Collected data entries
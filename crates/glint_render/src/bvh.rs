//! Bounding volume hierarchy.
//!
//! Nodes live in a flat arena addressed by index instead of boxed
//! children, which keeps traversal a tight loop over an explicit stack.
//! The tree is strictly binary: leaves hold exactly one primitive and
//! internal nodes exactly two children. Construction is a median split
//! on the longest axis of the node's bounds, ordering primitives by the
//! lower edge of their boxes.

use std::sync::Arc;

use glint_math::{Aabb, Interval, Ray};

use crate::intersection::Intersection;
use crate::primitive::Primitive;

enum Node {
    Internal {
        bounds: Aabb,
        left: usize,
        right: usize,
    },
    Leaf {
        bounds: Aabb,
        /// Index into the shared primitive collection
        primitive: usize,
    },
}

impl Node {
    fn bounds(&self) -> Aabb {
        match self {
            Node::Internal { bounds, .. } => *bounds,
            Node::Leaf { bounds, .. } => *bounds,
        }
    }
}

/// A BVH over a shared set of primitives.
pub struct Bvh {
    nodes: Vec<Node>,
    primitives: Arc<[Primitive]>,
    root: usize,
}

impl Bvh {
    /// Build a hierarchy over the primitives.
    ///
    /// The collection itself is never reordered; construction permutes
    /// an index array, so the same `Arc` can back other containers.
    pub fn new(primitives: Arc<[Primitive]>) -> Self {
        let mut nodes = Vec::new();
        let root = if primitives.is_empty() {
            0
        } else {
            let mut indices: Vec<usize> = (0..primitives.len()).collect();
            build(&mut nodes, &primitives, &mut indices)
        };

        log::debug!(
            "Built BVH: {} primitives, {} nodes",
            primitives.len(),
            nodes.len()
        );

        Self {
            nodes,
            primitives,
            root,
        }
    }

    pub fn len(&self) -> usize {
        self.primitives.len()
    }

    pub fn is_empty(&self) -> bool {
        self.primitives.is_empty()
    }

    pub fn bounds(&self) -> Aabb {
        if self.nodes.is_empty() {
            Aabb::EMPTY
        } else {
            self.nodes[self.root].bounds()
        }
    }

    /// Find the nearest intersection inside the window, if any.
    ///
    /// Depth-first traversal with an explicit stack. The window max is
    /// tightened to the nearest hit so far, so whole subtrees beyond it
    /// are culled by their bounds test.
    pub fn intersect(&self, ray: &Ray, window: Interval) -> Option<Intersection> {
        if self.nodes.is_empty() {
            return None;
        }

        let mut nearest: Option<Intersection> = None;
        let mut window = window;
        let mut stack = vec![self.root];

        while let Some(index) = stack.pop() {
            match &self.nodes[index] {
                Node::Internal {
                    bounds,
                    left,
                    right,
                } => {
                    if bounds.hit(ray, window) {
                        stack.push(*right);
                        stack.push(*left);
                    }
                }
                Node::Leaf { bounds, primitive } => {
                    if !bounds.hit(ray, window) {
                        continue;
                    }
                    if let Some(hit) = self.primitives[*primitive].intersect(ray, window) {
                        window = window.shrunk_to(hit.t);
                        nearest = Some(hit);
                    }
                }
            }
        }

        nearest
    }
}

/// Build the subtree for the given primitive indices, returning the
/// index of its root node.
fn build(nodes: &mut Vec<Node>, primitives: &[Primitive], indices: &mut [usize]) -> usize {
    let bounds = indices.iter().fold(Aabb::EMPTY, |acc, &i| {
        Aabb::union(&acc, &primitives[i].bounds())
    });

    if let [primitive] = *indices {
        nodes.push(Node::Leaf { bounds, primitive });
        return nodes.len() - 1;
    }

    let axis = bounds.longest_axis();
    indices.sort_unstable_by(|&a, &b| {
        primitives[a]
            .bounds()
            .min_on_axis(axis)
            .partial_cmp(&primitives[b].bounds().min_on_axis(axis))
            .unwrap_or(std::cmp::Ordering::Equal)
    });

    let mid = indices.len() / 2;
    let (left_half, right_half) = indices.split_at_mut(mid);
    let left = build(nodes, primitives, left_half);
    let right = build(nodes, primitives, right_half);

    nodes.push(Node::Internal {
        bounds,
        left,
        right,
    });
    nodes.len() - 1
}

==

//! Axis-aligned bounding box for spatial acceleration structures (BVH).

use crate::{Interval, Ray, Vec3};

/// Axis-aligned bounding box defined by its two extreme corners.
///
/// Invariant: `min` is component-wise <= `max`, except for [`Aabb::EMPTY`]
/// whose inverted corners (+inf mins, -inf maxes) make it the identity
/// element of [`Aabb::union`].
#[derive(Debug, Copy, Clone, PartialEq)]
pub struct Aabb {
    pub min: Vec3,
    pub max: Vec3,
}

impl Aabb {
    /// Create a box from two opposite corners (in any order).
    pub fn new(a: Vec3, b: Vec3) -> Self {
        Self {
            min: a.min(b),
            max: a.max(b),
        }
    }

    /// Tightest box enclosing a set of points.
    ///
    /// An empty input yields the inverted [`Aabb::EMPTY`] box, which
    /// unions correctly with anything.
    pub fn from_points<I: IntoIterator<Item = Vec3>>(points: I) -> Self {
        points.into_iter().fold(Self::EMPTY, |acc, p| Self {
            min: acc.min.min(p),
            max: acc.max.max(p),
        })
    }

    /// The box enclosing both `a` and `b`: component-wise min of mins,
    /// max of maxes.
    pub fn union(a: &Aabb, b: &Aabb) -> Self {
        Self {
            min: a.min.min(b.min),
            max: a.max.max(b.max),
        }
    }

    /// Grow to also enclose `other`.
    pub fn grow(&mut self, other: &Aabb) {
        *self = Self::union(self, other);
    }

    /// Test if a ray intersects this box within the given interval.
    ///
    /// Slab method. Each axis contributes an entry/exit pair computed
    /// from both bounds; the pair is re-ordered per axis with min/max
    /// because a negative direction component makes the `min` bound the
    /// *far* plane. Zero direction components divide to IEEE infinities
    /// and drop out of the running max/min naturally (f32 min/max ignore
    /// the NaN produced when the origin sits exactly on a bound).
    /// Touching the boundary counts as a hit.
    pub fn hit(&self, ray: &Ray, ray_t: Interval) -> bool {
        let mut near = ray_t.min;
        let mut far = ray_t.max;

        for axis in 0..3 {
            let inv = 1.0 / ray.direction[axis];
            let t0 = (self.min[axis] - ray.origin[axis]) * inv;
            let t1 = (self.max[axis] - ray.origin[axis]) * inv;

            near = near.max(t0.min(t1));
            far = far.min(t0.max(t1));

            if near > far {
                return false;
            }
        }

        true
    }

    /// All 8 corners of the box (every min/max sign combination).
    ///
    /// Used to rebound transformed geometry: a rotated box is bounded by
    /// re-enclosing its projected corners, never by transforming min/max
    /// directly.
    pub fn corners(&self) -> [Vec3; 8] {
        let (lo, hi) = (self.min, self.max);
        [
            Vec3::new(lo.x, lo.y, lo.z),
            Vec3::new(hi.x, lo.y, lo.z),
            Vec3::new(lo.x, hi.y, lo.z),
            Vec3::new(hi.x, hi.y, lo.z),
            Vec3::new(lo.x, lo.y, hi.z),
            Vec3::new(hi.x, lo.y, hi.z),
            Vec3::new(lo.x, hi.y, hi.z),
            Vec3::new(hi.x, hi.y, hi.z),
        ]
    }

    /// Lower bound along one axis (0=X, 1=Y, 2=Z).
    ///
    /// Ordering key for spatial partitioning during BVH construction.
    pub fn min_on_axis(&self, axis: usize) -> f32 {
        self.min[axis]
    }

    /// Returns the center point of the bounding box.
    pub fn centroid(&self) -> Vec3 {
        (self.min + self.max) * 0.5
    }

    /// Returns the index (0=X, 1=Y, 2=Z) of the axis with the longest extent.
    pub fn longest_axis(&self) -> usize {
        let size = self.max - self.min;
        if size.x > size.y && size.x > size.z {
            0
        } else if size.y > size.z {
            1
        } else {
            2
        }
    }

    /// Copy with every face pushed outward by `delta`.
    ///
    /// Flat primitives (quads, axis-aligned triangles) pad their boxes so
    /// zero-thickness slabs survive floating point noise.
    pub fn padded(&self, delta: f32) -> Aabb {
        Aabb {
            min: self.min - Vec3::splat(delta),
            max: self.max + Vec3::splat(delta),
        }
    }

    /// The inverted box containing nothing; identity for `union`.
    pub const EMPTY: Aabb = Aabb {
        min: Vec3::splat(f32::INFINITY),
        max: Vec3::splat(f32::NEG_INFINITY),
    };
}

### [PROBLEM STATEMENT]
A copy of each line above that holds the word "enclosing" is the expected answer.

### [WRITTEN ANSWER]
    /// Tightest box enclosing a set of points.
    /// The box enclosing both `a` and `b`: component-wise min of mins,
    /// re-enclosing its projected corners, never by transforming min/max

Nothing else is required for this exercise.